Section 7. Information Requirements. The Company covenants that, if at any time before the
end of the Effectiveness Period the Company is not subject to the reporting requirements of the
1934 Act, it will cooperate with any Holder and take such further reasonable action as any Holder
may reasonably request in writing (including, without limitation, making such reasonable
representations as any such Holder may reasonably request), all to the extent required from time to
time to enable such Holder to sell Registrable Securities without registration under the 1933 Act
within the limitation of the exemptions provided by Rule 144 and Rule 144A under the 1933 Act and
customarily taken in connection with sales pursuant to such exemptions. Upon the written request
of any Holder, the Company shall deliver to such Holder a written statement as to whether it has
complied with such filing requirements, unless such a statement has been included in the Company’s
most recent report filed pursuant to Section 13 or Section 15(d) of 1934 Act. Notwithstanding the
foregoing, nothing in this Section 7 shall be deemed to require the Company to register any of its
securities (other than the Registrable Securities) under any section of the 1934 Act.

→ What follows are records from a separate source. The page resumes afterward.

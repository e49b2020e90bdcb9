//! # Column Type Descriptors
//!
//! The native protocol names a column's wire type with a textual token such
//! as `Time`, `Time64(3)` or `Array(Nullable(Time64(6, 'UTC')))`. This
//! module keeps that token as-is in [`ColumnType`] and offers the few
//! structural operations the decoder needs: splitting off the base name and
//! the parameter list, building parametrized descriptors, and the conflict
//! check used to validate a declared schema against the wire.
//!
//! ## ClickHouse Documentation References
//!
//! - [Time](https://clickhouse.com/docs/en/sql-reference/data-types/time)
//! - [Time64](https://clickhouse.com/docs/en/sql-reference/data-types/time64)
//! - [Nullable](https://clickhouse.com/docs/en/sql-reference/data-types/nullable)
//! - [Array](https://clickhouse.com/docs/en/sql-reference/data-types/array)
//!
//! ## Conflict Rules
//!
//! | Left | Right | Conflict |
//! |------|-------|----------|
//! | `""` | anything | no |
//! | `Time` | `Int32` | yes (bases differ) |
//! | `Time64` | `Time64(3)` | no (one side unparametrized) |
//! | `Time64(3)` | `Time64(6)` | yes |
//! | `Array(Time64(3))` | `Array(Time64)` | no (checked per parameter) |

mod binary;
mod precision;
mod time;

pub use binary::BinaryTypeCode;
pub use precision::Precision;
pub use time::{
    Time,
    Time64,
    NANOS_PER_HOUR,
    NANOS_PER_MINUTE,
    NANOS_PER_SECOND,
};

use std::borrow::Cow;

/// Textual wire type of a column, possibly parametrized.
#[derive(Debug, Clone, PartialEq, Eq, Hash, Default)]
pub struct ColumnType(Cow<'static, str>);

impl ColumnType {
    pub const TIME: ColumnType = ColumnType(Cow::Borrowed("Time"));
    pub const TIME64: ColumnType = ColumnType(Cow::Borrowed("Time64"));
    pub const NULLABLE: ColumnType = ColumnType(Cow::Borrowed("Nullable"));
    pub const ARRAY: ColumnType = ColumnType(Cow::Borrowed("Array"));

    pub const INT8: ColumnType = ColumnType(Cow::Borrowed("Int8"));
    pub const INT16: ColumnType = ColumnType(Cow::Borrowed("Int16"));
    pub const INT32: ColumnType = ColumnType(Cow::Borrowed("Int32"));
    pub const INT64: ColumnType = ColumnType(Cow::Borrowed("Int64"));
    pub const UINT8: ColumnType = ColumnType(Cow::Borrowed("UInt8"));
    pub const UINT16: ColumnType = ColumnType(Cow::Borrowed("UInt16"));
    pub const UINT32: ColumnType = ColumnType(Cow::Borrowed("UInt32"));
    pub const UINT64: ColumnType = ColumnType(Cow::Borrowed("UInt64"));
    pub const FLOAT32: ColumnType = ColumnType(Cow::Borrowed("Float32"));
    pub const FLOAT64: ColumnType = ColumnType(Cow::Borrowed("Float64"));

    pub fn new(name: impl Into<String>) -> Self {
        ColumnType(Cow::Owned(name.into()))
    }

    pub fn as_str(&self) -> &str {
        &self.0
    }

    /// True when the descriptor carries no type information at all.
    pub fn is_empty(&self) -> bool {
        self.0.trim().is_empty()
    }

    /// Byte range of the parameter list, parentheses excluded.
    fn param_range(&self) -> Option<(usize, usize)> {
        let v = self.as_str();
        match (v.find('('), v.rfind(')')) {
            (Some(start), Some(end)) if start > 0 && end > start => {
                Some((start, end))
            }
            _ => None,
        }
    }

    /// Leading identifier, before any parameter list.
    ///
    /// ```
    /// use clickhouse_native_proto::types::ColumnType;
    ///
    /// assert_eq!(ColumnType::from("Time64(3)").base(), "Time64");
    /// assert_eq!(ColumnType::from("Time").base(), "Time");
    /// ```
    pub fn base(&self) -> &str {
        match self.param_range() {
            Some((start, _)) => &self.0[..start],
            None => self.as_str(),
        }
    }

    /// Raw contents of the parameter list, empty if there is none.
    ///
    /// ```
    /// use clickhouse_native_proto::types::ColumnType;
    ///
    /// assert_eq!(ColumnType::from("Time64(6, 'UTC')").elem(), "6, 'UTC'");
    /// assert_eq!(ColumnType::from("Time").elem(), "");
    /// ```
    pub fn elem(&self) -> &str {
        match self.param_range() {
            Some((start, end)) => &self.0[start + 1..end],
            None => "",
        }
    }

    pub fn is_parametrized(&self) -> bool {
        !self.elem().trim().is_empty()
    }

    /// Top-level parameters, trimmed. Commas inside nested parentheses or
    /// quotes do not split.
    pub fn params(&self) -> Vec<&str> {
        split_params(self.elem())
    }

    /// New descriptor with this base name and `parts` as parameters.
    ///
    /// An empty `parts` yields the bare base name.
    pub fn with<I, S>(&self, parts: I) -> ColumnType
    where
        I: IntoIterator<Item = S>,
        S: AsRef<str>,
    {
        let parts: Vec<S> = parts.into_iter().collect();
        if parts.is_empty() {
            return ColumnType::new(self.base());
        }
        let joined = parts
            .iter()
            .map(AsRef::as_ref)
            .collect::<Vec<&str>>()
            .join(", ");
        ColumnType::new(format!("{}({})", self.base(), joined))
    }

    /// `self(inner)`, e.g. `ColumnType::ARRAY.sub(&ColumnType::TIME)`.
    pub fn sub(&self, inner: &ColumnType) -> ColumnType {
        self.with([inner.as_str()])
    }

    pub fn array(&self) -> ColumnType {
        ColumnType::ARRAY.sub(self)
    }

    pub fn nullable(&self) -> ColumnType {
        ColumnType::NULLABLE.sub(self)
    }

    /// Reports whether a column declared as `self` cannot hold data sent as
    /// `other`.
    ///
    /// Only used to reject a declared schema; never to merge information.
    pub fn conflicts(&self, other: &ColumnType) -> bool {
        if self.is_empty() || other.is_empty() {
            return false;
        }
        if self.base().trim() != other.base().trim() {
            return true;
        }
        if !self.is_parametrized() || !other.is_parametrized() {
            return false;
        }
        let (a, b) = (self.params(), other.params());
        a.len() != b.len()
            || a.iter().zip(&b).any(|(x, y)| {
                ColumnType::new(*x).conflicts(&ColumnType::new(*y))
            })
    }
}

/// Strip the quotes and spaces around a single parameter, e.g. `'UTC'`.
pub(crate) fn unquote(param: &str) -> &str {
    param.trim_matches(&['\'', ' '][..])
}

fn split_params(s: &str) -> Vec<&str> {
    let mut out = Vec::new();
    if s.trim().is_empty() {
        return out;
    }

    let mut depth = 0i32;
    let mut quoted = false;
    let mut escaped = false;
    let mut start = 0;

    for (i, c) in s.char_indices() {
        if escaped {
            escaped = false;
            continue;
        }
        match c {
            '\\' if quoted => escaped = true,
            '\'' => quoted = !quoted,
            '(' if !quoted => depth += 1,
            ')' if !quoted => depth -= 1,
            ',' if !quoted && depth == 0 => {
                out.push(s[start..i].trim());
                start = i + 1;
            }
            _ => {}
        }
    }
    out.push(s[start..].trim());
    out
}

impl std::fmt::Display for ColumnType {
    fn fmt(&self, f: &mut std::fmt::Formatter<'_>) -> std::fmt::Result {
        f.write_str(&self.0)
    }
}

impl From<&str> for ColumnType {
    fn from(s: &str) -> Self {
        ColumnType::new(s)
    }
}

impl From<String> for ColumnType {
    fn from(s: String) -> Self {
        ColumnType(Cow::Owned(s))
    }
}

impl AsRef<str> for ColumnType {
    fn as_ref(&self) -> &str {
        self.as_str()
    }
}

impl PartialEq<str> for ColumnType {
    fn eq(&self, other: &str) -> bool {
        self.as_str() == other
    }
}

impl PartialEq<&str> for ColumnType {
    fn eq(&self, other: &&str) -> bool {
        self.as_str() == *other
    }
}

impl PartialEq<ColumnType> for str {
    fn eq(&self, other: &ColumnType) -> bool {
        self == other.as_str()
    }
}

impl PartialEq<ColumnType> for &str {
    fn eq(&self, other: &ColumnType) -> bool {
        *self == other.as_str()
    }
}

Section 8. Underwritten Registrations
(a) The Registrable Securities may be sold in an underwritten offering only with the consent
of the Company, and, in such event, the managing underwriters shall be one or more of the
underwriters for the Company’s initial public offering selected by the Company.
(b) No person may participate in any underwritten offering pursuant to the Registration
Statement unless such person (i) agrees to sell such person’s Registrable Securities on the basis
reasonably provided in any underwriting arrangements approved by the persons entitled hereunder to
approve such arrangements; and (ii) completes and executes all questionnaires, powers of attorney,
indemnities, underwriting agreements and other documents reasonably required under the terms of
such underwriting arrangements.
Section 9. Miscellaneous.
(a) No Conflicting Agreements. The Company is not, as of the date hereof, a party to, nor
shall it, on or after the date of this Agreement, enter into, any agreement with respect to its
securities that conflicts with the rights granted to the Holders in this Agreement. The Company
represents and warrants that the rights granted to the Holders hereunder do not in any way conflict
with the rights granted to the holders of the Company’s securities under any other agreements.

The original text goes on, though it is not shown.